Lazily cool in the leafy shadows

as the breeze moves through the willows.

And when the river rages he doesn't budge,

stolid and unperturbed even when the Jordan goes wild.

But you'd never want him for a pet—

you'd never be able to house-train him!"

"Or can you pull in the sea beast, Leviathan, (Ref to Crocodile? Whale?)

with a fly rod and stuff him in your creel?

Can you lasso him with a rope,

or snag him with an anchor?

Will he beg you over and over for mercy,

or flatter you with flowery speech?

Will he apply for a job with you

to run errands and serve you the rest of your life?

Will you play with him as if he were a pet goldfish?

Will you make him the mascot of the neighbourhood children?

Will you put him on display in the market

and have shoppers haggle over the price?

Could you shoot him full of arrows like a pin cushion,

or drive harpoons into his huge head?

If you so much as lay a hand on him,

you won't live to tell the story.

What hope would you have with such a creature?

Why, one look at him would do you in!

If you can't hold your own against his glowering visage,

how, then, do you expect to stand up to me?

Who could confront me and get by with it?

I'm in charge of all this - I run this universe!

"But I've more to say about Leviathan ,

the sea beast, his enormous bulk, his beautiful shape.

Who would even dream of piercing that tough skin

or putting those jaws into bit and bridle?

And who would dare knock at the door of his mouth

filled with row upon row of fierce teeth?

His pride is invincible;

nothing can make a dent in that pride.

Nothing can get through that proud skin—

impervious to weapons and weather,

The thickest and toughest of hides,


"He snorts and the world lights up with fire,

he blinks and the dawn breaks.

Comets pour out of his mouth,

fireworks arc and branch.

Smoke erupts from his nostrils

like steam from a boiling pot.

He blows and fires blaze;

flames of fire stream from his mouth.

All muscle he is - sheer and seamless muscle.

To meet him is to dance with death.

Sinewy and lithe,

there's not a soft spot in his entire body—

As tough inside as out,

rock-hard, invulnerable.

Even angels run for cover when he surfaces,

cowering before his tail-thrashing turbulence.

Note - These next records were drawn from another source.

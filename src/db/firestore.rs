// SPDX-License-Identifier: MIT
// Copyright 2026 Roland Dreier <roland@rolandd.dev>

//! Firestore client wrapper with typed operations.
//!
//! Provides high-level operations for:
//! - Users (recipient queries, token reclamation)
//! - Rides (counter transactions, participant counting)

use crate::db::collections;
use crate::error::AppError;
use crate::models::{Participant, Ride, User};
use firestore::paths_camel_case;
use std::sync::Arc;

/// Update mask for the counter transaction. Documents also carry fields
/// owned by the mobile app (description, dates, creator); writes from
/// this service must never touch those.
fn ride_counter_fields() -> Vec<String> {
    paths_camel_case!(Ride::{participants_count_self, participants_count_total})
}

/// Update mask for token reclamation: only the token list is rewritten.
fn user_token_fields() -> Vec<String> {
    paths_camel_case!(User::{expo_push_tokens})
}

/// Firestore database client.
#[derive(Clone)]
pub struct FirestoreDb {
    client: Option<firestore::FirestoreDb>,
}

impl FirestoreDb {
    /// Create a new Firestore client.
    ///
    /// For local development with emulator, set FIRESTORE_EMULATOR_HOST.
    pub async fn new(project_id: &str) -> Result<Self, AppError> {
        // If the emulator environment variable is set, use unauthenticated connection
        // to avoid local credential warnings and leakage.
        if std::env::var("FIRESTORE_EMULATOR_HOST").is_ok() {
            return Self::create_emulator_client(project_id).await;
        }

        let client = firestore::FirestoreDb::new(project_id)
            .await
            .map_err(|e| AppError::Database(format!("Failed to connect to Firestore: {}", e)))?;

        tracing::info!(project = project_id, "Connected to Firestore");

        Ok(Self {
            client: Some(client),
        })
    }

    /// Create a Firestore client for the emulator with unauthenticated access.
    async fn create_emulator_client(project_id: &str) -> Result<Self, AppError> {
        tracing::info!("Using unauthenticated connection for Firestore Emulator");

        // Use ExternalJwtFunctionSource to provide a dummy token without needing async-trait
        // or a custom TokenSource implementation struct.
        let token_source = gcloud_sdk::ExternalJwtFunctionSource::new(|| async {
            Ok(gcloud_sdk::Token {
                token_type: "Bearer".to_string(),
                token: gcloud_sdk::SecretValue::new(
                    "eyJhbGciOiJub25lIn0.eyJ1aWQiOiJ0ZXN0In0."
                        .to_string()
                        .into(),
                ),
                expiry: chrono::Utc::now() + chrono::Duration::hours(1),
            })
        });

        let options = firestore::FirestoreDbOptions::new(project_id.to_string());

        let client = firestore::FirestoreDb::with_options_token_source(
            options,
            gcloud_sdk::GCP_DEFAULT_SCOPES.clone(),
            gcloud_sdk::TokenSourceType::ExternalSource(Box::new(token_source)),
        )
        .await
        .map_err(|e| {
            AppError::Database(format!("Failed to connect to Firestore Emulator: {}", e))
        })?;

        tracing::info!(
            project = project_id,
            "Connected to Firestore (Emulator/Unauthenticated)"
        );

        Ok(Self {
            client: Some(client),
        })
    }

    /// Create a mock Firestore client for testing (offline mode).
    ///
    /// All database operations will return an error if called.
    pub fn new_mock() -> Self {
        Self { client: None }
    }

    /// Raw client handle, or an error if offline. Integration tests use
    /// this to seed documents the service itself never creates.
    pub fn client(&self) -> Result<&firestore::FirestoreDb, AppError> {
        self.client
            .as_ref()
            .ok_or_else(|| AppError::Database("Database not connected (offline mode)".to_string()))
    }

    // ─── User Operations ─────────────────────────────────────────

    /// Fetch all user documents.
    ///
    /// The user base of a single community is small (hundreds, not
    /// millions), so recipient filtering happens in memory.
    pub async fn list_users(&self) -> Result<Vec<User>, AppError> {
        self.client()?
            .fluent()
            .select()
            .from(collections::USERS)
            .obj()
            .query()
            .await
            .map_err(|e| AppError::Database(e.to_string()))
    }

    /// Fetch all users whose token set contains the given push token.
    pub async fn users_holding_token(&self, token: &str) -> Result<Vec<User>, AppError> {
        let token = token.to_string();
        self.client()?
            .fluent()
            .select()
            .from(collections::USERS)
            .filter(move |q| q.field("expoPushTokens").array_contains(token.clone()))
            .obj()
            .query()
            .await
            .map_err(|e| AppError::Database(e.to_string()))
    }

    /// Remove one push token from every given user record.
    ///
    /// A single batch write (not a transaction): removal is unconditional,
    /// so there is no read-then-write dependency, and filtering a token out
    /// of a list that no longer contains it is a no-op.
    pub async fn remove_token_from_users(
        &self,
        token: &str,
        users: &[User],
    ) -> Result<usize, AppError> {
        let client = self.client()?;

        let batch_writer = client
            .create_simple_batch_writer()
            .await
            .map_err(|e| AppError::Database(format!("Failed to create batch writer: {}", e)))?;
        let mut batch = batch_writer.new_batch();

        let mut updated = 0;
        for user in users {
            let Some(uid) = user.uid.as_deref() else {
                tracing::warn!("User document without id in token query, skipping");
                continue;
            };

            let mut cleaned = user.clone();
            cleaned.expo_push_tokens.retain(|t| t != token);

            client
                .fluent()
                .update()
                .fields(user_token_fields())
                .in_col(collections::USERS)
                .document_id(uid)
                .object(&cleaned)
                .add_to_batch(&mut batch)
                .map_err(|e| {
                    AppError::Database(format!("Failed to add user update to batch: {}", e))
                })?;
            updated += 1;
        }

        if updated > 0 {
            batch
                .write()
                .await
                .map_err(|e| AppError::Database(format!("Batch write failed: {}", e)))?;
        }

        Ok(updated)
    }

    // ─── Ride Operations ─────────────────────────────────────────

    /// Get a ride by ID.
    pub async fn get_ride(&self, ride_id: &str) -> Result<Option<Ride>, AppError> {
        self.client()?
            .fluent()
            .select()
            .by_id_in(collections::RIDES)
            .obj()
            .one(ride_id)
            .await
            .map_err(|e| AppError::Database(e.to_string()))
    }

    /// Count the documents in the ride's `participants` sub-collection.
    ///
    /// This is the authoritative self-joined count used by the
    /// reconciliation pass.
    pub async fn count_ride_participants(&self, ride_id: &str) -> Result<usize, AppError> {
        let client = self.client()?;

        let parent_path = client
            .parent_path(collections::RIDES, ride_id)
            .map_err(|e| AppError::Database(e.to_string()))?;

        let participants: Vec<Participant> = client
            .fluent()
            .select()
            .from(collections::PARTICIPANTS)
            .parent(&parent_path)
            .obj()
            .query()
            .await
            .map_err(|e| AppError::Database(e.to_string()))?;

        Ok(participants.len())
    }

    /// Atomically read-modify-write a ride's counter fields.
    ///
    /// Runs inside `run_transaction`, so the read goes through the
    /// transaction's consistency selector and registers the document for
    /// conflict detection; a commit conflict with a concurrent writer is
    /// retried with fresh data by the client library. The write carries a
    /// field mask restricted to the two counter fields, leaving the rest
    /// of the document (including fields this service does not model)
    /// untouched.
    ///
    /// Returns `None` (without writing) if the ride no longer exists.
    pub async fn update_ride_atomic<F>(
        &self,
        ride_id: &str,
        mutate: F,
    ) -> Result<Option<Ride>, AppError>
    where
        F: Fn(&Ride) -> Ride + Send + Sync + 'static,
    {
        let client = self.client()?;
        let ride_id = ride_id.to_string();
        let mutate = Arc::new(mutate);

        let result: firestore::FirestoreResult<Option<Ride>> = client
            .run_transaction(move |db, transaction| {
                let ride_id = ride_id.clone();
                let mutate = mutate.clone();
                Box::pin(async move {
                    let current: Option<Ride> = db
                        .fluent()
                        .select()
                        .by_id_in(collections::RIDES)
                        .obj()
                        .one(&ride_id)
                        .await?;

                    let Some(ride) = current else {
                        return Ok(None);
                    };

                    let updated = mutate(&ride);

                    db.fluent()
                        .update()
                        .fields(ride_counter_fields())
                        .in_col(collections::RIDES)
                        .document_id(&ride_id)
                        .object(&updated)
                        .add_to_transaction(transaction)?;

                    Ok(Some(updated))
                })
            })
            .await;

        result.map_err(|e| AppError::Database(format!("Ride counter transaction failed: {}", e)))
    }
}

Javelins bounce harmlessly off his hide,

harpoons ricochet wildly.

Iron bars are so much straw to him,

bronze weapons beneath notice.

Arrows don't even make him blink;

bullets make no more impression than raindrops.

A battle axe is nothing but a splinter of kindling;

he treats a brandished harpoon as a joke.

His belly is armour-plated, inexorable—

unstoppable as a barge.

He roils deep ocean the way you'd boil water,

he whips the sea like you'd whip an egg into batter.

With a luminous trail stretching out behind him,

you might think Ocean had grown a gray beard!

There's nothing on this earth quite like him,

not an ounce of fear in that creature!

He surveys all the high and mighty—

king of the ocean, king of the deep!"

In the book of Job, God is clearly saying to him, and to us - you are too small to understand the big picture - so you need to trust me.

If God were speaking to us maybe the questions would be different.

Do you know how a thought arises in your own brain?

Can you explain how the universe is not infinitely large?

And just how does magnetism exert a force across a vacuum, pulling using nothing!

We are very small, and we cannot contain all the plan of God in 3.5lbs of grey jelly inside our head!

But in Jesus Christ we get a crystal clear picture - not of the big picture, and the reasons why the world is the way it is, but a clear picture of God interacting with the world he has created.

Somehow, he allows his creation to cause him suffering. Somehow, in the centre of his own suffering, he is able to look out across the crowd and focus his compassion on others - on those who torture him (Father forgive them.), on his friend, on his mother, (Behold, your mother. Behold, your son)

A very long time ago, St Augustine, after struggling to understand said these words,

"credo ut intelligam" - I believe in order that I might understand.

One day, we will understand that it is all worth it. We will see how this is possible. But today, we have to trust that God is good, that he has compassion on all that he has made, and that he knows what he is doing.